Stored items from a collection
********
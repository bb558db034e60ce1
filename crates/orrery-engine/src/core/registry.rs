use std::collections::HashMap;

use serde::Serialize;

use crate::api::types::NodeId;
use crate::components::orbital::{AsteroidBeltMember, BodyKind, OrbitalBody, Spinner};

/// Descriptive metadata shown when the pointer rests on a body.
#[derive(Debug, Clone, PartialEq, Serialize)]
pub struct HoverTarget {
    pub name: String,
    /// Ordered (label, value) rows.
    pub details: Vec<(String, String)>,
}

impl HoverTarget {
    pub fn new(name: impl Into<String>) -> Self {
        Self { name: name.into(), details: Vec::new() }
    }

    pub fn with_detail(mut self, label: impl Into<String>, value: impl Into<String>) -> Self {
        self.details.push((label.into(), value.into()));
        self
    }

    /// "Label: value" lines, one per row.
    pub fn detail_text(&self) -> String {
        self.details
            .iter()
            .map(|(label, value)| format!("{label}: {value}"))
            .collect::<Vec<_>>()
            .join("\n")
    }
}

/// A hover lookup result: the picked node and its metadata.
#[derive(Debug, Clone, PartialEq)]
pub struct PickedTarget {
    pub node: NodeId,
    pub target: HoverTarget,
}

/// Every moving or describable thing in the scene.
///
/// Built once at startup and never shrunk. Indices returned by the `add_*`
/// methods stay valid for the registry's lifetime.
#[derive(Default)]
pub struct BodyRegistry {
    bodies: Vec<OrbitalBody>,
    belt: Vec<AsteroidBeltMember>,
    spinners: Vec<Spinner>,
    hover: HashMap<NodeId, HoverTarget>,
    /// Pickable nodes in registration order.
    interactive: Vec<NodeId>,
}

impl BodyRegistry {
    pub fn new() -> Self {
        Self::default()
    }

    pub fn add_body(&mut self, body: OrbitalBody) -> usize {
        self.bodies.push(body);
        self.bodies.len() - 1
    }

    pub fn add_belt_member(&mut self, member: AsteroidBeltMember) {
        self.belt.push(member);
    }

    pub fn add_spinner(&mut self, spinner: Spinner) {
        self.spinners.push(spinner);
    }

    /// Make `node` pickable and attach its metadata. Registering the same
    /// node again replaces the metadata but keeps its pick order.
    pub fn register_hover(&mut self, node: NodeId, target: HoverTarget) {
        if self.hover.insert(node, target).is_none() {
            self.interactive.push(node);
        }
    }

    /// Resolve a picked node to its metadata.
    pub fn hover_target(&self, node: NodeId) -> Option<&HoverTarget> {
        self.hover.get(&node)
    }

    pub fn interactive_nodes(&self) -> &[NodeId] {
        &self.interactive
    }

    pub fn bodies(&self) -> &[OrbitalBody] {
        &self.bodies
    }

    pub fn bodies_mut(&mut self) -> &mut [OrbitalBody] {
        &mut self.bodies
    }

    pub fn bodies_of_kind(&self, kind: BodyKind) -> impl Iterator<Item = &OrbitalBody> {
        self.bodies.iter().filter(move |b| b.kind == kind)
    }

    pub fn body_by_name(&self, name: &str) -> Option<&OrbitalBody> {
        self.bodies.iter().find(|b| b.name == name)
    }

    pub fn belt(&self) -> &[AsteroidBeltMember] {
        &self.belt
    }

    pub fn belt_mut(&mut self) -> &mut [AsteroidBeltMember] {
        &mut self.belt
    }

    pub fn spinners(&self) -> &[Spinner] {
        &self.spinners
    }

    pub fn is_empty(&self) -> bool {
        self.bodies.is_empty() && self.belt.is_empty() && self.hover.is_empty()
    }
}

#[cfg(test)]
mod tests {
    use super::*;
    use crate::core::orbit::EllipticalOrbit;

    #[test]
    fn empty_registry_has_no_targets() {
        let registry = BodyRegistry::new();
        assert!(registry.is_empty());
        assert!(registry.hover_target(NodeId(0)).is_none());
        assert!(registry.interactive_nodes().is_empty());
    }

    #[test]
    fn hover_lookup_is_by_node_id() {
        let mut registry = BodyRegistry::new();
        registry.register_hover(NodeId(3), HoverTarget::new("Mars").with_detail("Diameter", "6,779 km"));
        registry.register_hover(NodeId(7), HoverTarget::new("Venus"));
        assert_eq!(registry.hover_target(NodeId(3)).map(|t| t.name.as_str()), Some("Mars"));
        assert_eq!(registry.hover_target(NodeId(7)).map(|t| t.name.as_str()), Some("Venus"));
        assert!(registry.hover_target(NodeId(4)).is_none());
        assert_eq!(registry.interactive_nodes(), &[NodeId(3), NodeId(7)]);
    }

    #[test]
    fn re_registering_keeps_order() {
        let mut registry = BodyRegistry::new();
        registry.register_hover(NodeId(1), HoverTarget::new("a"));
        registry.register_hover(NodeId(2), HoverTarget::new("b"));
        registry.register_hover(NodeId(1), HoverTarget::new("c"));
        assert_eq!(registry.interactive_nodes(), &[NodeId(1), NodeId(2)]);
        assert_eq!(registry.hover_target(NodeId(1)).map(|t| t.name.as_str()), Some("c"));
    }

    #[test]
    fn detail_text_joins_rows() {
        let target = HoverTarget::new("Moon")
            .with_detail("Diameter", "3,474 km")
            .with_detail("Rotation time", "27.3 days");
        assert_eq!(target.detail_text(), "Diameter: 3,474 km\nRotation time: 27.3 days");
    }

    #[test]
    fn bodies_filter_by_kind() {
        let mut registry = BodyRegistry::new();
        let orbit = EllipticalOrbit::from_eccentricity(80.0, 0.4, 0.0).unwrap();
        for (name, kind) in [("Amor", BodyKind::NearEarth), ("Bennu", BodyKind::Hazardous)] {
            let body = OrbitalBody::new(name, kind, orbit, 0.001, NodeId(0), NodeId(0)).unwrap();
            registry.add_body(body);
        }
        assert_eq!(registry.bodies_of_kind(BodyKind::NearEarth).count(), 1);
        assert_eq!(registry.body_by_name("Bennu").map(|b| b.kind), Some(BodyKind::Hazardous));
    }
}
********
[WHAT TO PRODUCE]
Given the data above, which lines hold the string "EllipticalOrbit"? Return them.

[RESPONSE TO THIS EXERCISE]
    use crate::core::orbit::EllipticalOrbit;
        let orbit = EllipticalOrbit::from_eccentricity(80.0, 0.4, 0.0).unwrap();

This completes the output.